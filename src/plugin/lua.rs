//! Lua handler modules
//!
//! A handler module is a Lua script that evaluates to a table exposing the
//! required API surface: `chunk_size`, `transform`, and `on_reload`. The
//! table may also export `handlers`, an ordered array of
//! `{ opcode = <byte>, handler = <function(payload)> }` entries; the opcode
//! registry is built from it at load time, with the module's `transform`
//! serving as the fallback for unmapped opcodes (it receives the full
//! chunk so it can report the opcode byte).

use std::path::Path;

use bytes::Bytes;
use mlua::{Function, Lua, Table, Value};

use crate::core::registry::{FallbackFn, HandlerFn, HandlerRegistry};
use crate::error::{Result, TaplineError};

/// API names every handler module must expose as functions
pub const REQUIRED_APIS: [&str; 3] = ["chunk_size", "transform", "on_reload"];

/// One loaded handler module: the table the script evaluated to, the
/// pre-resolved function handles, and the opcode registry built from its
/// `handlers` export.
pub struct LuaModule {
    table: Table,
    chunk_size_fn: Function,
    on_reload_fn: Function,
    registry: HandlerRegistry,
}

impl LuaModule {
    /// Execute the script at `path` inside `lua` and validate the module
    /// it evaluates to. Validation is atomic with the load: on any
    /// failure no `LuaModule` is produced and the caller's previously
    /// active module (if any) stays untouched.
    pub fn load(lua: &Lua, path: &Path) -> Result<Self> {
        let source = std::fs::read_to_string(path)
            .map_err(|e| TaplineError::PluginLoad(format!("{}: {}", path.display(), e)))?;
        let table: Table = lua
            .load(&source)
            .set_name(path.display().to_string())
            .eval()
            .map_err(|e| TaplineError::PluginLoad(format!("{}: {}", path.display(), e)))?;
        Self::validate(lua, table, path)
    }

    /// Check the required API surface and build the opcode registry.
    fn validate(lua: &Lua, table: Table, path: &Path) -> Result<Self> {
        for name in REQUIRED_APIS {
            match table.get::<Value>(name) {
                Ok(Value::Function(_)) => {}
                _ => {
                    return Err(TaplineError::PluginValidation(format!(
                        "{}: missing required function '{}'",
                        path.display(),
                        name
                    )))
                }
            }
        }

        let chunk_size_fn: Function = table.get("chunk_size")?;
        let on_reload_fn: Function = table.get("on_reload")?;
        let transform_fn: Function = table.get("transform")?;
        let registry = build_registry(lua, &table, transform_fn, path)?;

        Ok(Self {
            table,
            chunk_size_fn,
            on_reload_fn,
            registry,
        })
    }

    /// Preferred read size; must be a positive integer.
    pub fn chunk_size(&self) -> Result<usize> {
        let size: i64 = self.chunk_size_fn.call(())?;
        if size <= 0 {
            return Err(TaplineError::PluginValidation(format!(
                "chunk_size returned {}, expected a positive integer",
                size
            )));
        }
        Ok(size as usize)
    }

    /// Route one chunk through the opcode registry.
    pub fn dispatch(&self, chunk: &[u8]) -> Result<Option<Bytes>> {
        self.registry.dispatch(chunk)
    }

    /// Invoke this module's reload notification with the module it
    /// replaced, so in-memory state can be migrated.
    pub fn notify_reload(&self, previous: &LuaModule) -> Result<()> {
        self.on_reload_fn.call::<()>(previous.table.clone())?;
        Ok(())
    }

    /// The opcode registry built from this module's `handlers` export.
    pub fn registry(&self) -> &HandlerRegistry {
        &self.registry
    }
}

impl std::fmt::Debug for LuaModule {
    fn fmt(&self, f: &mut std::fmt::Formatter<'_>) -> std::fmt::Result {
        f.debug_struct("LuaModule")
            .field("registry", &self.registry)
            .finish_non_exhaustive()
    }
}

/// Build the opcode registry from the module's optional `handlers` export.
fn build_registry(
    lua: &Lua,
    module: &Table,
    transform_fn: Function,
    path: &Path,
) -> Result<HandlerRegistry> {
    let mut pairs: Vec<(u8, HandlerFn)> = Vec::new();

    let handlers: Option<Table> = module.get("handlers")?;
    if let Some(handlers) = handlers {
        for i in 1..=handlers.raw_len() {
            let entry: Table = handlers.raw_get(i).map_err(|e| {
                TaplineError::PluginValidation(format!(
                    "{}: handlers[{}] is not a table: {}",
                    path.display(),
                    i,
                    e
                ))
            })?;
            let opcode: u8 = entry.get("opcode").map_err(|e| {
                TaplineError::PluginValidation(format!(
                    "{}: handlers[{}].opcode: {}",
                    path.display(),
                    i,
                    e
                ))
            })?;
            let func: Function = entry.get("handler").map_err(|e| {
                TaplineError::PluginValidation(format!(
                    "{}: handlers[{}].handler: {}",
                    path.display(),
                    i,
                    e
                ))
            })?;
            let lua = lua.clone();
            pairs.push((
                opcode,
                Box::new(move |payload: &[u8]| {
                    let arg = lua.create_string(payload)?;
                    let out: Option<mlua::String> = func.call(arg)?;
                    Ok(out.map(|s| Bytes::copy_from_slice(&s.as_bytes())))
                }),
            ));
        }
    }

    // The module's transform doubles as the registry fallback. It sees the
    // whole chunk, opcode byte included.
    let lua = lua.clone();
    let fallback: FallbackFn = Box::new(move |opcode, payload| {
        let mut chunk = Vec::with_capacity(payload.len() + 1);
        chunk.push(opcode);
        chunk.extend_from_slice(payload);
        let arg = lua.create_string(&chunk)?;
        let out: Option<mlua::String> = transform_fn.call(arg)?;
        Ok(out.map(|s| Bytes::copy_from_slice(&s.as_bytes())))
    });

    HandlerRegistry::new(pairs, fallback)
}

/// Register the host primitives available to handler scripts: a global
/// `log` table whose messages are routed into tracing with the handler's
/// identity attached.
pub fn register_host_fns(lua: &Lua, plugin: &str) -> Result<()> {
    let log_table = lua.create_table()?;

    let name = plugin.to_string();
    log_table.set(
        "debug",
        lua.create_function(move |_, msg: mlua::String| {
            tracing::debug!(plugin = %name, "{}", msg.to_string_lossy());
            Ok(())
        })?,
    )?;

    let name = plugin.to_string();
    log_table.set(
        "info",
        lua.create_function(move |_, msg: mlua::String| {
            tracing::info!(plugin = %name, "{}", msg.to_string_lossy());
            Ok(())
        })?,
    )?;

    let name = plugin.to_string();
    log_table.set(
        "warn",
        lua.create_function(move |_, msg: mlua::String| {
            tracing::warn!(plugin = %name, "{}", msg.to_string_lossy());
            Ok(())
        })?,
    )?;

    lua.globals().set("log", log_table)?;
    Ok(())
}

#[cfg(test)]
mod tests {
    use super::*;
    use std::io::Write;
    use tempfile::TempDir;

    fn write_script(dir: &TempDir, name: &str, contents: &str) -> std::path::PathBuf {
        let path = dir.path().join(name);
        let mut file = std::fs::File::create(&path).unwrap();
        file.write_all(contents.as_bytes()).unwrap();
        path
    }

    const MINIMAL: &str = r#"
local M = {}
function M.chunk_size() return 512 end
function M.transform(data) end
function M.on_reload(old) end
return M
"#;

    #[test]
    fn test_load_minimal_module() {
        let dir = TempDir::new().unwrap();
        let path = write_script(&dir, "cl.lua", MINIMAL);
        let lua = Lua::new();
        let module = LuaModule::load(&lua, &path).unwrap();
        assert_eq!(module.chunk_size().unwrap(), 512);
        assert!(module.registry().is_empty());
    }

    #[test]
    fn test_transform_nil_means_passthrough() {
        let dir = TempDir::new().unwrap();
        let path = write_script(&dir, "cl.lua", MINIMAL);
        let lua = Lua::new();
        let module = LuaModule::load(&lua, &path).unwrap();
        assert!(module.dispatch(&[0x01, 0xAA]).unwrap().is_none());
    }

    #[test]
    fn test_missing_api_fails_validation() {
        let dir = TempDir::new().unwrap();
        let path = write_script(
            &dir,
            "cl.lua",
            r#"
local M = {}
function M.transform(data) end
function M.on_reload(old) end
return M
"#,
        );
        let lua = Lua::new();
        let err = LuaModule::load(&lua, &path).unwrap_err();
        match err {
            TaplineError::PluginValidation(msg) => assert!(msg.contains("chunk_size")),
            other => panic!("expected validation error, got {:?}", other),
        }
    }

    #[test]
    fn test_non_function_api_fails_validation() {
        let dir = TempDir::new().unwrap();
        let path = write_script(
            &dir,
            "cl.lua",
            r#"
local M = {}
M.chunk_size = 512
function M.transform(data) end
function M.on_reload(old) end
return M
"#,
        );
        let lua = Lua::new();
        assert!(matches!(
            LuaModule::load(&lua, &path),
            Err(TaplineError::PluginValidation(_))
        ));
    }

    #[test]
    fn test_missing_file_is_a_load_error() {
        let dir = TempDir::new().unwrap();
        let lua = Lua::new();
        assert!(matches!(
            LuaModule::load(&lua, &dir.path().join("absent.lua")),
            Err(TaplineError::PluginLoad(_))
        ));
    }

    #[test]
    fn test_script_syntax_error_is_a_load_error() {
        let dir = TempDir::new().unwrap();
        let path = write_script(&dir, "cl.lua", "local M = {{{");
        let lua = Lua::new();
        assert!(matches!(
            LuaModule::load(&lua, &path),
            Err(TaplineError::PluginLoad(_))
        ));
    }

    #[test]
    fn test_registered_handler_receives_payload_only() {
        let dir = TempDir::new().unwrap();
        let path = write_script(
            &dir,
            "cl.lua",
            r#"
local M = {}
local function double(payload) return payload .. payload end
M.handlers = {
  { opcode = 0x10, handler = double },
}
function M.chunk_size() return 128 end
function M.transform(data) return "fb:" .. data end
function M.on_reload(old) end
return M
"#,
        );
        let lua = Lua::new();
        let module = LuaModule::load(&lua, &path).unwrap();
        assert_eq!(module.registry().len(), 1);

        // Registered opcode: handler sees the payload, not the opcode
        let out = module.dispatch(&[0x10, b'a', b'b']).unwrap().unwrap();
        assert_eq!(out.as_ref(), b"abab");

        // Unregistered opcode: transform fallback sees the full chunk
        let out = module.dispatch(&[0x2A, b'z', b'z']).unwrap().unwrap();
        assert_eq!(out.as_ref(), b"fb:*zz");
    }

    #[test]
    fn test_duplicate_opcode_fails_validation() {
        let dir = TempDir::new().unwrap();
        let path = write_script(
            &dir,
            "cl.lua",
            r#"
local M = {}
local function noop(payload) end
M.handlers = {
  { opcode = 1, handler = noop },
  { opcode = 1, handler = noop },
}
function M.chunk_size() return 128 end
function M.transform(data) end
function M.on_reload(old) end
return M
"#,
        );
        let lua = Lua::new();
        assert!(matches!(
            LuaModule::load(&lua, &path),
            Err(TaplineError::PluginValidation(_))
        ));
    }

    #[test]
    fn test_opcode_out_of_byte_range_fails_validation() {
        let dir = TempDir::new().unwrap();
        let path = write_script(
            &dir,
            "cl.lua",
            r#"
local M = {}
M.handlers = {
  { opcode = 300, handler = function(payload) end },
}
function M.chunk_size() return 128 end
function M.transform(data) end
function M.on_reload(old) end
return M
"#,
        );
        let lua = Lua::new();
        assert!(matches!(
            LuaModule::load(&lua, &path),
            Err(TaplineError::PluginValidation(_))
        ));
    }

    #[test]
    fn test_chunk_size_must_be_positive() {
        let dir = TempDir::new().unwrap();
        let path = write_script(
            &dir,
            "cl.lua",
            r#"
local M = {}
function M.chunk_size() return 0 end
function M.transform(data) end
function M.on_reload(old) end
return M
"#,
        );
        let lua = Lua::new();
        let module = LuaModule::load(&lua, &path).unwrap();
        assert!(matches!(
            module.chunk_size(),
            Err(TaplineError::PluginValidation(_))
        ));
    }

    #[test]
    fn test_handler_runtime_error_surfaces_as_script_error() {
        let dir = TempDir::new().unwrap();
        let path = write_script(
            &dir,
            "cl.lua",
            r#"
local M = {}
M.handlers = {
  { opcode = 1, handler = function(payload) error("malformed payload") end },
}
function M.chunk_size() return 128 end
function M.transform(data) end
function M.on_reload(old) end
return M
"#,
        );
        let lua = Lua::new();
        let module = LuaModule::load(&lua, &path).unwrap();
        assert!(matches!(
            module.dispatch(&[0x01, 0xFF]),
            Err(TaplineError::Script(_))
        ));
    }

    #[test]
    fn test_binary_safe_payloads() {
        let dir = TempDir::new().unwrap();
        let path = write_script(
            &dir,
            "cl.lua",
            r#"
local M = {}
M.handlers = {
  { opcode = 0, handler = function(payload) return payload end },
}
function M.chunk_size() return 128 end
function M.transform(data) end
function M.on_reload(old) end
return M
"#,
        );
        let lua = Lua::new();
        let module = LuaModule::load(&lua, &path).unwrap();
        // NUL and high bytes survive the Lua round trip untouched
        let payload = [0x00, 0xFF, 0x7F, 0x00, 0x01];
        let mut chunk = vec![0x00];
        chunk.extend_from_slice(&payload);
        let out = module.dispatch(&chunk).unwrap().unwrap();
        assert_eq!(out.as_ref(), &payload);
    }

    #[test]
    fn test_host_log_table_is_callable() {
        let dir = TempDir::new().unwrap();
        let path = write_script(
            &dir,
            "cl.lua",
            r#"
local M = {}
function M.chunk_size() return 16 end
function M.transform(data) log.info("saw " .. #data .. " bytes") end
function M.on_reload(old) end
return M
"#,
        );
        let lua = Lua::new();
        register_host_fns(&lua, "test/cl").unwrap();
        let module = LuaModule::load(&lua, &path).unwrap();
        assert!(module.dispatch(&[0x01, 0x02]).unwrap().is_none());
    }
}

================

What to work on: Would you filter the records and copy out each line containing "source"?

Task response:
        let source = std::fs::read_to_string(path)
            .load(&source)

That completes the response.